▸ YOUR ASSIGNMENT
Using the records that follow, work out how many lines hold the string "worker" and provide that number only.

☆ ☆ ☆ ☆

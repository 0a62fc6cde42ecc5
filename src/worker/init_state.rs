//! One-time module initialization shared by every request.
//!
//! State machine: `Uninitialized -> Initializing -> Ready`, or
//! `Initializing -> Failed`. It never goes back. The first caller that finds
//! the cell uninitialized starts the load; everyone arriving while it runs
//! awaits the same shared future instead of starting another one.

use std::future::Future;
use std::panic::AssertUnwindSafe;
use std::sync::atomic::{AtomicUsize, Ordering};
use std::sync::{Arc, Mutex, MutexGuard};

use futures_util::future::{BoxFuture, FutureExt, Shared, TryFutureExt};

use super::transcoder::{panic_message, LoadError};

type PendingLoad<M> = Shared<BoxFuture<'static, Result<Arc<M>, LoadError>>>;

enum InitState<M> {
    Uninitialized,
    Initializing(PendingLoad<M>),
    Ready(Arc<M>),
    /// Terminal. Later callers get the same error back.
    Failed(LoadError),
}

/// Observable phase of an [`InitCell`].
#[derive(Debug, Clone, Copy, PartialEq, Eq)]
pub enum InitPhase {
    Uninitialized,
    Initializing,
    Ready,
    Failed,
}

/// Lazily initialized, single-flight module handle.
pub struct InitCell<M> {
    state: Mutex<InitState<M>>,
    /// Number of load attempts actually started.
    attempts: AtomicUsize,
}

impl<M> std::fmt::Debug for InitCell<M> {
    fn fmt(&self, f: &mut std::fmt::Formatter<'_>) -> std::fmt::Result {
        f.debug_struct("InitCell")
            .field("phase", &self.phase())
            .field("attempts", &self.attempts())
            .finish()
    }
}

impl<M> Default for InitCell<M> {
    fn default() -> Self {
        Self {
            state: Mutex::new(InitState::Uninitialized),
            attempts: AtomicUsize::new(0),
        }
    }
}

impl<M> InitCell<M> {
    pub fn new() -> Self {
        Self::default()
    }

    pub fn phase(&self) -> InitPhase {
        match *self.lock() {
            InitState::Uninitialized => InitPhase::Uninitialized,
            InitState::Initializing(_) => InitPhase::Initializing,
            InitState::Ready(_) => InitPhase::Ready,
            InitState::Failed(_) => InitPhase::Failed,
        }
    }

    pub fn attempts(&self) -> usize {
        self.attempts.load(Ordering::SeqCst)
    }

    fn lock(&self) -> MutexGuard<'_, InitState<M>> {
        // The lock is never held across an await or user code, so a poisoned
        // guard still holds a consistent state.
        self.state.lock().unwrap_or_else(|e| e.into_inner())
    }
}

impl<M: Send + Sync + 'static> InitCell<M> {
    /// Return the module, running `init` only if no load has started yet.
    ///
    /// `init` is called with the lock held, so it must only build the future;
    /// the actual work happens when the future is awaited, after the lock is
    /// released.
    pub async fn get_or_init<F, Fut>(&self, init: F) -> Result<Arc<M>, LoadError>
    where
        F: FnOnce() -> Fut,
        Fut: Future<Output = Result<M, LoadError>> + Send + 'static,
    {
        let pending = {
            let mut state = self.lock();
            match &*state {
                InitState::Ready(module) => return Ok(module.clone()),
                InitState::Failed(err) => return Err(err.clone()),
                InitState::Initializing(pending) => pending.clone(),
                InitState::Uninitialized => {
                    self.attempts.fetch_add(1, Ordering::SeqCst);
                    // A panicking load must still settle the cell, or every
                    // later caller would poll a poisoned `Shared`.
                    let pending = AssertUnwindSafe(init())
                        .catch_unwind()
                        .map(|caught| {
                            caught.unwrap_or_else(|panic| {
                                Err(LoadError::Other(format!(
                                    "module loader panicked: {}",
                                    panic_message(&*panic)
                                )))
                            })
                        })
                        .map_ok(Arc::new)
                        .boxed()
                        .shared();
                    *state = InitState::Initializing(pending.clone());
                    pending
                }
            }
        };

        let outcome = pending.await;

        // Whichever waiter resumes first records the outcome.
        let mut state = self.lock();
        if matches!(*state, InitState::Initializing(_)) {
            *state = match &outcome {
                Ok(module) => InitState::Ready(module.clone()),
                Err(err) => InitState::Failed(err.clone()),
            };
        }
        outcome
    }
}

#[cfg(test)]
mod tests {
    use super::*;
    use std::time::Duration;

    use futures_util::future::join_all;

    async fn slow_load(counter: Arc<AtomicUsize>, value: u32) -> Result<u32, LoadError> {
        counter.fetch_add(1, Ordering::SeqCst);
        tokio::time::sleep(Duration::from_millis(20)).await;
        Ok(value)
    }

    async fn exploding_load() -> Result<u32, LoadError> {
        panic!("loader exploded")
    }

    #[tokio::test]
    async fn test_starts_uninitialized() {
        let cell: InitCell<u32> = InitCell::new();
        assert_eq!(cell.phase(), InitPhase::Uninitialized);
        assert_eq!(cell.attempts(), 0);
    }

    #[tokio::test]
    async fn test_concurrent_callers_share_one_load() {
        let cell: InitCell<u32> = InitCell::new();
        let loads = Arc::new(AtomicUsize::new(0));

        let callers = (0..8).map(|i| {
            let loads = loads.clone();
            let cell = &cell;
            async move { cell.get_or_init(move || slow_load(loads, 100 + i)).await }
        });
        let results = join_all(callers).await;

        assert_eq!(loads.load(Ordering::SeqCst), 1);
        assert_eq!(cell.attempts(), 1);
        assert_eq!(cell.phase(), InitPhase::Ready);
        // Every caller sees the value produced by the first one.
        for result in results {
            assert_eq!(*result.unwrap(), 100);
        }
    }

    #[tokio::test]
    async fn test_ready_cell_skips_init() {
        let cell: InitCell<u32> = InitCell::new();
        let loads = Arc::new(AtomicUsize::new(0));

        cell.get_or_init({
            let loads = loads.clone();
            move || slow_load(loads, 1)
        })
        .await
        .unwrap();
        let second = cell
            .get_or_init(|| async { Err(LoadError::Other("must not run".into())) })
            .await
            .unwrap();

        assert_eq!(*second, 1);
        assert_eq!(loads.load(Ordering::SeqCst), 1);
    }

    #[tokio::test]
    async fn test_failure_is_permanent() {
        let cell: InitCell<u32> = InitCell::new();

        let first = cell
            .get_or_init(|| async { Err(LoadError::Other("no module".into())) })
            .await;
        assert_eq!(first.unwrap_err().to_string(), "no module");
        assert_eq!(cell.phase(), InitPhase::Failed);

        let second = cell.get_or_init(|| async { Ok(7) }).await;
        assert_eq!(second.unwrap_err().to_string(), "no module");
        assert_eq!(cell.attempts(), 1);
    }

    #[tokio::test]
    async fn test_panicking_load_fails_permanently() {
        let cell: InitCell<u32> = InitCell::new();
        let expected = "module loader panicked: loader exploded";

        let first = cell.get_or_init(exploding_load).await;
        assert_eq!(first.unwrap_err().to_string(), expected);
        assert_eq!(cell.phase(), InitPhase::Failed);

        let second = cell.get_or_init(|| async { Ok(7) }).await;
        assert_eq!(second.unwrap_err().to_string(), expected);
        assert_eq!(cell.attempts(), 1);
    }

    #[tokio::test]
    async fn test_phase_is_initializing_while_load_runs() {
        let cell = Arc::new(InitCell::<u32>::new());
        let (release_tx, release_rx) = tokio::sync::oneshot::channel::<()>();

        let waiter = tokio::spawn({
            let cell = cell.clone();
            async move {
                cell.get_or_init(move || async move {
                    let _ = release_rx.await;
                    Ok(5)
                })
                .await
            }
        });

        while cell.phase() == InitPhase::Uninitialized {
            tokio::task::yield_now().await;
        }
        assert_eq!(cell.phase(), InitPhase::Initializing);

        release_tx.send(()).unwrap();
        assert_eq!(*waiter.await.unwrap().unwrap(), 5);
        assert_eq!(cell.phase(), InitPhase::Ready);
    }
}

☆ ☆ ☆ ☆

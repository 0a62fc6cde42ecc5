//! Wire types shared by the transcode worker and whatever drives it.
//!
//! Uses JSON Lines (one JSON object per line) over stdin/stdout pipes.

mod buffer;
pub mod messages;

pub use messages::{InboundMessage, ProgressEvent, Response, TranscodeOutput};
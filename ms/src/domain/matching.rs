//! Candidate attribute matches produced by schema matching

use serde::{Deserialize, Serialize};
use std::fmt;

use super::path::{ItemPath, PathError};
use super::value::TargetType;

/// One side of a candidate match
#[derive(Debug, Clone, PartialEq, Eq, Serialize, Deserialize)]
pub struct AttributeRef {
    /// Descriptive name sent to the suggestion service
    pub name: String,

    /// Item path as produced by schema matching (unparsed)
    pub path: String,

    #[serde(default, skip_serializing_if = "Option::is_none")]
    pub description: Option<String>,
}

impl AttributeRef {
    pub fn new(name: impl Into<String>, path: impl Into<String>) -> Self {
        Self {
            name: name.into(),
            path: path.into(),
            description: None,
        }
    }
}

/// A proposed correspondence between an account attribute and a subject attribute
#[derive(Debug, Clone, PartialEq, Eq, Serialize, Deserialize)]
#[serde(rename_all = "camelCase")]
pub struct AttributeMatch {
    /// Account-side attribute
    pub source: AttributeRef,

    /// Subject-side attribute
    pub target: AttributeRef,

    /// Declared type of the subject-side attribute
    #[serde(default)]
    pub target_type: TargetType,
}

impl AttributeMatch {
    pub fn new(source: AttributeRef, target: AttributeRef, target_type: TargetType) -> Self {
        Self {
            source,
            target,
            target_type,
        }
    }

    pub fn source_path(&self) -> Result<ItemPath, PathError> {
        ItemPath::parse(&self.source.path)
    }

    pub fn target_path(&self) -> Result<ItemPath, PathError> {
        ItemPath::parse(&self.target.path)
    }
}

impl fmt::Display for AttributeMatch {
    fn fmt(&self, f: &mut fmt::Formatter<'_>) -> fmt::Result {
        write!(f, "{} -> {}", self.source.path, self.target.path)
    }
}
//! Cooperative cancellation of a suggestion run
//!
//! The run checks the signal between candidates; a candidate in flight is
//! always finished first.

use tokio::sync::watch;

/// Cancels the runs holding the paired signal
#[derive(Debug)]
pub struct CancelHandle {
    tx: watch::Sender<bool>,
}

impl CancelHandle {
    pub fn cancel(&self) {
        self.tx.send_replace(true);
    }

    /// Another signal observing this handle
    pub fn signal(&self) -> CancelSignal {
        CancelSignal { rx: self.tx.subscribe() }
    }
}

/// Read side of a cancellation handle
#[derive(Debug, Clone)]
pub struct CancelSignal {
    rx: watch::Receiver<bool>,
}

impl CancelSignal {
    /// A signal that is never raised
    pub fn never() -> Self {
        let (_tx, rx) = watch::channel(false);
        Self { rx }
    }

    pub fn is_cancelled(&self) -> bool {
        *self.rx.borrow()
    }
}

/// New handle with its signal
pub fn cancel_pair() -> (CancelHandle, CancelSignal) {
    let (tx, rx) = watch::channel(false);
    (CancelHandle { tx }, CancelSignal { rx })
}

☆ ☆ ☆ ☆

▸ TASK SOLUTION
2